It’s important to note that there are resources that the Military Health System offers that you and your family can turn to.

If you want to speak with a TRICARE-authorized provider, you can reach out to your primary care manager or primary care provider. They can provide an initial assessment and possibly treatment. And they can refer you to an appropriate mental health care provider, if necessary.

You can also visit a mental health care provider. If you need help finding a network provider that’s right for you, call your TRICARE contractor. Keep in mind, some providers may offer telehealth options, which will allow you to use your phone, tablet, or computer to talk to a health care provider.

Remember, how you get non-emergency mental health care depends on the level of care you need, your health plan, and your sponsor status.

If you or a loved one needs immediate help, you are not alone. You can call the Military Crisis Line at 1-800-273-TALK (8255) and choose option 1, text 838255, or chat online. The crisis line is available to you 24/7.

The Psychological Health Resource Center is another 24/7 resource if you want help getting information or resources in your area.

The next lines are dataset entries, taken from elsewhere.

//! Configuration types for schedule runs.

use pyo3::prelude::*;

/// Per-run options for the CPM engine.
///
/// Nothing here changes the computed schedule; options only control diagnostics.
#[pyclass]
#[derive(Clone, Debug, Default, PartialEq, Eq)]
pub struct ScheduleConfig {
    /// Verbosity level: 0=silent, 1=changes, 2=checks, 3=debug.
    #[pyo3(get, set)]
    pub verbosity: u8,
}

impl ScheduleConfig {
    pub fn with_verbosity(verbosity: u8) -> Self {
        Self { verbosity }
    }
}

#[pymethods]
impl ScheduleConfig {
    #[new]
    #[pyo3(signature = (verbosity=0))]
    fn new(verbosity: u8) -> Self {
        Self { verbosity }
    }

    fn __repr__(&self) -> String {
        format!("ScheduleConfig(verbosity={})", self.verbosity)
    }
}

Call 1-866-966-1020. If you prefer to chat online with someone who can help you, you can also start a live chat.

The Military Health System has additional mental health resources that you can use. Find one that works for you.

If you think you have a medical health emergency, call 911 or your local emergency number right away. You can also go to the nearest emergency room. You don’t need a referral or pre-authorization for emergency care.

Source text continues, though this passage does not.